[Work instructions]
Going through the entries, how many lines include the string "BTreeMap"? Answer only with the number.

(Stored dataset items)
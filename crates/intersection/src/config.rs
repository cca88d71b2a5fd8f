//! Controller configuration.
//!
//! `SignalConfig` is an explicit value object handed to the controller at
//! construction. Nothing in this crate reads the process environment; the
//! binary is responsible for turning env vars or files into a config.

use std::collections::{BTreeMap, BTreeSet};

use bitcode::{Decode, Encode};
use serde::{Deserialize, Serialize};

use crate::error::ConfigError;
use crate::Millis;

pub const DEFAULT_LANES: [&str; 4] = ["north", "west", "south", "east"];

pub const DEFAULT_SENSOR_MAP: [(&str, &str); 4] = [
    ("sensor1", "east"),
    ("sensor2", "south"),
    ("sensor3", "north"),
    ("sensor4", "west"),
];

/// Timing and sensing parameters for one intersection.
///
/// All durations are milliseconds. The lane list is ordered: the first lane
/// starts green after a reset and the order defines round-robin succession.
#[derive(Debug, Clone, PartialEq, Serialize, Deserialize, Encode, Decode)]
#[serde(default)]
pub struct SignalConfig {
    pub lanes: Vec<String>,
    /// Sensor identifier -> lane identifier.
    pub sensor_map: BTreeMap<String, String>,
    /// A reading at or below this distance counts as a vehicle.
    pub detection_threshold_cm: f64,
    pub presence_timeout_ms: Millis,
    pub min_green_ms: Millis,
    pub max_green_ms: Millis,
    pub yellow_ms: Millis,
    /// A queued lane red for at least this long preempts the queue order.
    pub max_red_ms: Millis,
    pub hold_after_clear_ms: Millis,
    pub vehicle_presence_grace_ms: Millis,
}

impl Default for SignalConfig {
    fn default() -> Self {
        Self {
            lanes: DEFAULT_LANES.iter().map(|l| l.to_string()).collect(),
            sensor_map: DEFAULT_SENSOR_MAP
                .iter()
                .map(|(sensor, lane)| (sensor.to_string(), lane.to_string()))
                .collect(),
            detection_threshold_cm: 13.6,
            presence_timeout_ms: 10_000,
            min_green_ms: 8_000,
            max_green_ms: 20_000,
            yellow_ms: 3_000,
            max_red_ms: 60_000,
            hold_after_clear_ms: 2_000,
            vehicle_presence_grace_ms: 4_000,
        }
    }
}

impl SignalConfig {
    /// Check the structural and numeric constraints the scheduler relies on.
    pub fn validate(&self) -> Result<(), ConfigError> {
        if self.lanes.len() < 2 {
            return Err(ConfigError::TooFewLanes(self.lanes.len()));
        }

        let mut seen = BTreeSet::new();
        for lane in &self.lanes {
            if lane.is_empty() {
                return Err(ConfigError::EmptyLaneId);
            }
            if !seen.insert(lane.as_str()) {
                return Err(ConfigError::DuplicateLane(lane.clone()));
            }
        }

        for (sensor, lane) in &self.sensor_map {
            if !seen.contains(lane.as_str()) {
                return Err(ConfigError::UnknownSensorLane {
                    sensor: sensor.clone(),
                    lane: lane.clone(),
                });
            }
        }

        if !self.detection_threshold_cm.is_finite() || self.detection_threshold_cm < 0.0 {
            return Err(ConfigError::InvalidThreshold(self.detection_threshold_cm));
        }

        if self.min_green_ms > self.max_green_ms {
            return Err(ConfigError::GreenBoundsInverted {
                min_green_ms: self.min_green_ms,
                max_green_ms: self.max_green_ms,
            });
        }

        Ok(())
    }

    /// Position of `lane` in the configured order.
    pub fn lane_index(&self, lane: &str) -> Option<usize> {
        self.lanes.iter().position(|l| l == lane)
    }
}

[Response area]
2